Greg Conko, executive director of CEI, will present on biotech food labeling. He will make the case biotech foods are at least as safe – and often safer than – conventionally developed foods and that mandatory labeling laws give consumers the false impression this is not the case. The labels proposed “provide little to no useful information,” Conko said. “Labeling something as ‘genetically engineered’ doesn’t even tell consumers what changes have been made.”
Angela Logomasini, a senior fellow at CEI, will present on “green chemistry” laws, which already have passed in California, Maine, Minnesota and Washington and are on the way to state capitals elsewhere.
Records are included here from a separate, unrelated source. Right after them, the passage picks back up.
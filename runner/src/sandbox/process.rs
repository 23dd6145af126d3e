//! Process backend
//!
//! Runs commands as jailed host processes: a private process group, kernel rlimits,
//! a cleared environment with a minimal `PATH` and a `HOME` inside the scratch area,
//! and, when the runner is privileged, a dedicated non-root uid/gid.

use std::os::unix::fs::PermissionsExt;
use std::path::{Path, PathBuf};

use anyhow::{Context, Result};
use async_trait::async_trait;
use nix::unistd::{chown, geteuid, Gid, Uid};
use tokio::process::Command;
use tracing::{debug, info};

use super::{drive, ExecOutcome, ExecRequest, SandboxBackend, SandboxHandle, SandboxImage};
use crate::languages::{LanguageSpec, DEFAULT_SANDBOX_PATH};

/// Directory inside the scratch area used as `HOME`
const HOME_DIR: &str = ".home";

/// Non-privileged execution identity
#[derive(Debug, Clone, Copy, PartialEq, Eq)]
pub struct Identity {
    pub uid: u32,
    pub gid: u32,
}

/// Backend running commands as restricted host processes
#[derive(Debug, Clone)]
pub struct ProcessBackend {
    path: String,
    identity: Option<Identity>,
}

impl Default for ProcessBackend {
    fn default() -> Self {
        Self {
            path: DEFAULT_SANDBOX_PATH.to_string(),
            identity: None,
        }
    }
}

impl ProcessBackend {
    pub fn new() -> Self {
        Self::default()
    }

    /// PATH visible to sandboxed commands
    pub fn with_path(mut self, path: impl Into<String>) -> Self {
        self.path = path.into();
        self
    }

    /// Run every command as `uid:gid`; requires the runner to be root
    pub fn with_identity(mut self, uid: u32, gid: u32) -> Result<Self> {
        if !geteuid().is_root() {
            anyhow::bail!(
                "Running sandboxed commands as uid {} requires the runner to be root",
                uid
            );
        }
        if uid == 0 {
            anyhow::bail!("Sandbox identity must not be root");
        }
        self.identity = Some(Identity { uid, gid });
        Ok(self)
    }

    pub fn identity(&self) -> Option<Identity> {
        self.identity
    }
}

/// Find `program` in a colon-separated PATH, like execvp would
fn resolve_program(program: &str, path: &str) -> Option<PathBuf> {
    path.split(':')
        .filter(|dir| !dir.is_empty())
        .map(|dir| Path::new(dir).join(program))
        .find(|candidate| {
            candidate
                .metadata()
                .map(|m| m.is_file() && m.permissions().mode() & 0o111 != 0)
                .unwrap_or(false)
        })
}

pub(super) fn chown_tree(root: &Path, identity: Identity) -> Result<()> {
    let uid = Some(Uid::from_raw(identity.uid));
    let gid = Some(Gid::from_raw(identity.gid));

    let mut pending = vec![root.to_path_buf()];
    while let Some(path) = pending.pop() {
        chown(path.as_path(), uid, gid).with_context(|| format!("Failed to chown {:?}", path))?;
        if path.is_dir() && !path.is_symlink() {
            for entry in std::fs::read_dir(&path)? {
                pending.push(entry?.path());
            }
        }
    }
    Ok(())
}

#[async_trait]
impl SandboxBackend for ProcessBackend {
    fn name(&self) -> &'static str {
        "process"
    }

    async fn build(&self, spec: &LanguageSpec) -> Result<SandboxImage> {
        // Programs produced by the build step (./main) only exist per session
        for program in spec.programs().into_iter().filter(|p| !p.contains('/')) {
            let resolved = resolve_program(program, &self.path).with_context(|| {
                format!("'{}' not found on sandbox PATH {}", program, self.path)
            })?;
            debug!("Resolved {} for {} to {:?}", program, spec.id, resolved);
        }

        info!(
            "Process sandbox ready for {} (identity: {:?})",
            spec.id, self.identity
        );

        Ok(SandboxImage {
            reference: format!("process:{}@{}", spec.id, spec.short_version()),
            path: self.path.clone(),
        })
    }

    async fn prepare_scratch(&self, workdir: &Path) -> Result<()> {
        tokio::fs::create_dir_all(workdir.join(HOME_DIR))
            .await
            .context("Failed to create sandbox HOME")?;
        tokio::fs::set_permissions(workdir, std::fs::Permissions::from_mode(0o700))
            .await
            .context("Failed to restrict scratch permissions")?;

        if let Some(identity) = self.identity {
            let root = workdir.to_path_buf();
            tokio::task::spawn_blocking(move || chown_tree(&root, identity))
                .await
                .context("Scratch ownership task failed")??;
        }
        Ok(())
    }

    async fn exec(&self, handle: &SandboxHandle, request: ExecRequest<'_>) -> Result<ExecOutcome> {
        let (program, args) = request
            .command
            .split_first()
            .context("Empty command for sandboxed execution")?;

        let home = request.workdir.join(HOME_DIR);
        let home_str = home.to_string_lossy().into_owned();
        let workdir_str = request.workdir.to_string_lossy().into_owned();

        let mut cmd = Command::new(program);
        cmd.args(args)
            .current_dir(request.workdir)
            .env_clear()
            .env("PATH", handle.path())
            .env("HOME", &home)
            .envs(request.spec.expanded_env(&home_str, &workdir_str));

        if let Some(identity) = self.identity {
            cmd.uid(identity.uid).gid(identity.gid);
        }

        request.limiter.prepare(
            &mut cmd,
            request.spec.limit_address_space,
            self.identity.is_some(),
        );

        drive(cmd, &request, |group| group).await
    }
}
Logomasini will explain how the laws, designed to make life safer by ensuring all products are designed to be “green,” actually cost consumers without delivering benefits because they undermine consumer freedom, raise costs and imperil health and safety. “Policymakers foolishly assume bureaucrats are better situated than businesses to determine what makes a product safe,” she said.
Policy analyst William Yeatman will speak on the Environmental Protection Agency’s Regional Haze program, which seeks to achieve “improvements” in visibility in national parks. Yeatman says the program is an aesthetic measure with no bearing on public health and that Congress intended states to oversee regional haze, not the federal government. “This is perhaps the most senseless regulation yet promulgated by this administration, and that’s saying a lot,” he said.
The summit, sponsored by the American Legislative Exchange Council, is a forum for state legislators, policy advocates and private sector leaders to exchange ideas and information about pressing public policy matters.